Investors await CPA bid details

Investors in takeover target Commonwealth Property Office Fund (CPA) must now wait for details from the independent directors of its manager on the proposed internalisation by the Commonwealth Bank, before any new offer can be made.

Investors in takeover target Commonwealth Property Office Fund (CPA) must now wait for details from the independent directors of its manager on the proposed internalisation by the Commonwealth Bank, before any new offer can be made.

DEXUS Property, which has an option over 14.9 per cent of CPA, has made an indicative joint offer with the Canadian Pension Plan Investment Board equal to $1.15 a security, which investors say is too low.

This was rejected by the fund’s manager, the independent directors of Commonwealth Managed Investment Ltd, who said ‘‘the DEXUS proposal does not provide a compelling value proposition for CPA unit holders’’.

‘‘Should the consortium decide to submit a revised proposal with improved terms, it will be considered on its merits,’’ CMIL chairman Richard Haddock said.

Analysts have said until details emerge of the privatisation and how that affects CPA’s net tangible assets, DEXUS has no comparison value to bid against. CPA is trading at $1.19 and fund managers have said a price of up to $1.22 per CPA security would be needed to sway sellers.

Under an internalisation, CPA investors would likely receive the net tangible assets figure, which is $1.15.

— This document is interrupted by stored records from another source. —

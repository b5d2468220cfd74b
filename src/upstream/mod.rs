// Upstream client adapters
//
// Thin wrappers around the two external providers: the YouTube Data API for
// video metadata and YouTube's caption endpoints for transcripts. Adapters are
// stateless and never retry.

pub mod error;
pub mod metadata;
pub mod timedtext;
pub mod transcripts;

use std::sync::Arc;
use std::time::Duration;

pub use self::error::UpstreamError;
pub use self::metadata::{MetadataProvider, VideoSnippet, YouTubeDataClient};
pub use self::transcripts::{
    FetchedTranscript, TranscriptList, TranscriptProvider, TranscriptSnippet, TranscriptTrack,
    TranslationLanguage, YouTubeTranscriptClient,
};

use crate::config::YouTubeConfig;

/// The adapters shared by all route handlers
#[derive(Clone)]
pub struct Upstreams {
    pub metadata: Arc<dyn MetadataProvider>,
    pub transcripts: Arc<dyn TranscriptProvider>,
}

impl Upstreams {
    pub fn new(
        metadata: Arc<dyn MetadataProvider>,
        transcripts: Arc<dyn TranscriptProvider>,
    ) -> Self {
        Self {
            metadata,
            transcripts,
        }
    }

    /// Build the real YouTube-backed adapters
    pub fn from_config(config: &YouTubeConfig) -> Result<Self, UpstreamError> {
        let timeout = Duration::from_secs(config.upstream_timeout);
        let metadata = YouTubeDataClient::new(
            config.api_base_url.clone(),
            config.api_key.clone(),
            timeout,
        )?;
        let transcripts = YouTubeTranscriptClient::new(timeout)?;
        Ok(Self::new(Arc::new(metadata), Arc::new(transcripts)))
    }
}
// Query string helpers
//
// Query strings are decoded as ordered key/value pairs so repeated keys
// (`languages=de&languages=en`) keep their order.

use crate::error::GatewayError;

/// Ordered query parameters of one request
#[derive(Debug, Default)]
pub struct QueryParams {
    pairs: Vec<(String, String)>,
}

impl QueryParams {
    pub fn new(pairs: Vec<(String, String)>) -> Self {
        Self { pairs }
    }

    fn values<'a>(&'a self, name: &'a str) -> impl Iterator<Item = &'a str> + 'a {
        self.pairs
            .iter()
            .filter(move |(key, _)| key == name)
            .map(|(_, value)| value.as_str())
    }

    /// First value of `name`, 422 when absent or blank
    pub fn required(&self, name: &str) -> Result<String, GatewayError> {
        self.values(name)
            .map(str::trim)
            .find(|v| !v.is_empty())
            .map(String::from)
            .ok_or_else(|| GatewayError::invalid_request(format!("Missing required query parameter '{}'", name)))
    }

    /// Every value of `name` in order, or `default` when the key is absent.
    ///
    /// Comma separated values are split so `languages=de,en` works too.
    pub fn list_or(&self, name: &str, default: &[&str]) -> Vec<String> {
        let values: Vec<String> = self
            .values(name)
            .flat_map(|v| v.split(','))
            .map(str::trim)
            .filter(|v| !v.is_empty())
            .map(String::from)
            .collect();

        if values.is_empty() {
            default.iter().map(|v| v.to_string()).collect()
        } else {
            values
        }
    }

    /// Boolean flag, `default` when absent, 422 when not a boolean
    pub fn flag_or(&self, name: &str, default: bool) -> Result<bool, GatewayError> {
        let Some(raw) = self.values(name).next() else {
            return Ok(default);
        };

        match raw.trim().to_lowercase().as_str() {
            "true" | "1" | "yes" | "on" => Ok(true),
            "false" | "0" | "no" | "off" => Ok(false),
            _ => Err(GatewayError::invalid_request(format!(
                "Query parameter '{}' must be a boolean, got '{}'",
                name, raw
            ))),
        }
    }
}

impl From<Vec<(String, String)>> for QueryParams {
    fn from(pairs: Vec<(String, String)>) -> Self {
        Self::new(pairs)
    }
}

#[cfg(test)]
mod tests {
    use super::*;

    fn params(pairs: &[(&str, &str)]) -> QueryParams {
        pairs
            .iter()
            .map(|(k, v)| (k.to_string(), v.to_string()))
            .collect::<Vec<_>>()
            .into()
    }

    #[test]
    fn test_required() {
        let p = params(&[("video_id", "dQw4w9WgXcQ"), ("empty", "  ")]);
        assert_eq!(p.required("video_id").unwrap(), "dQw4w9WgXcQ");
        assert!(matches!(p.required("empty"), Err(GatewayError::InvalidRequest(_))));
        assert!(p.required("missing").is_err());
    }

    #[test]
    fn test_list_keeps_order_and_defaults() {
        let p = params(&[("languages", "de"), ("languages", "en,fr"), ("other", "x")]);
        assert_eq!(p.list_or("languages", &["en"]), vec!["de", "en", "fr"]);
        assert_eq!(p.list_or("source_languages", &["en"]), vec!["en"]);
    }

    #[test]
    fn test_flags() {
        let p = params(&[("preserve_formatting", "TRUE"), ("bad", "maybe")]);
        assert!(p.flag_or("preserve_formatting", false).unwrap());
        assert!(!p.flag_or("absent", false).unwrap());
        assert!(p.flag_or("bad", false).is_err());
    }
}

Bank of America Merrill Lynch’s head of property, Simon Garing, said the joint venture between DEXUS and CPPIB effectively provided for four weeks to continue discussions with CMIL to come to an agreement.

‘‘DEXUS also has the option of waiting for the internalisation to complete before making another move,’’ Mr Garing said.

‘‘CPA’s net tangible asset would be reduced under either a takeover or internalisation due to CMIL’s advisory fees, debt break costs, the facilitation fee and the conversion payment for the convertible note, which we believe is about $22 million larger for a takeover than [an] internalisation.

‘‘We estimate these costs would lower CPA’s effective NTA by 4.6 per cent to $1.10 under a takeover or to $1.11 under an internalisation.’’

But Mr Garing said in a takeover scenario, the winner would save up to 5 per cent by not paying stamp duty (as they are not buying the property directly) and that could provide an estimated potential 8¢ benefit, lifting CPA’s effective NTA to $1.18.

Simon Wheatley of Goldman Sachs Australia has retained his ‘‘buy’’ rating on DEXUS.

‘‘Should the proposal be implemented, DEXUS will become the dominant landlord in the Australian office property sector given the $11.5 billion funds under management of office space that DEXUS will oversee,’’ Mr Wheatley said.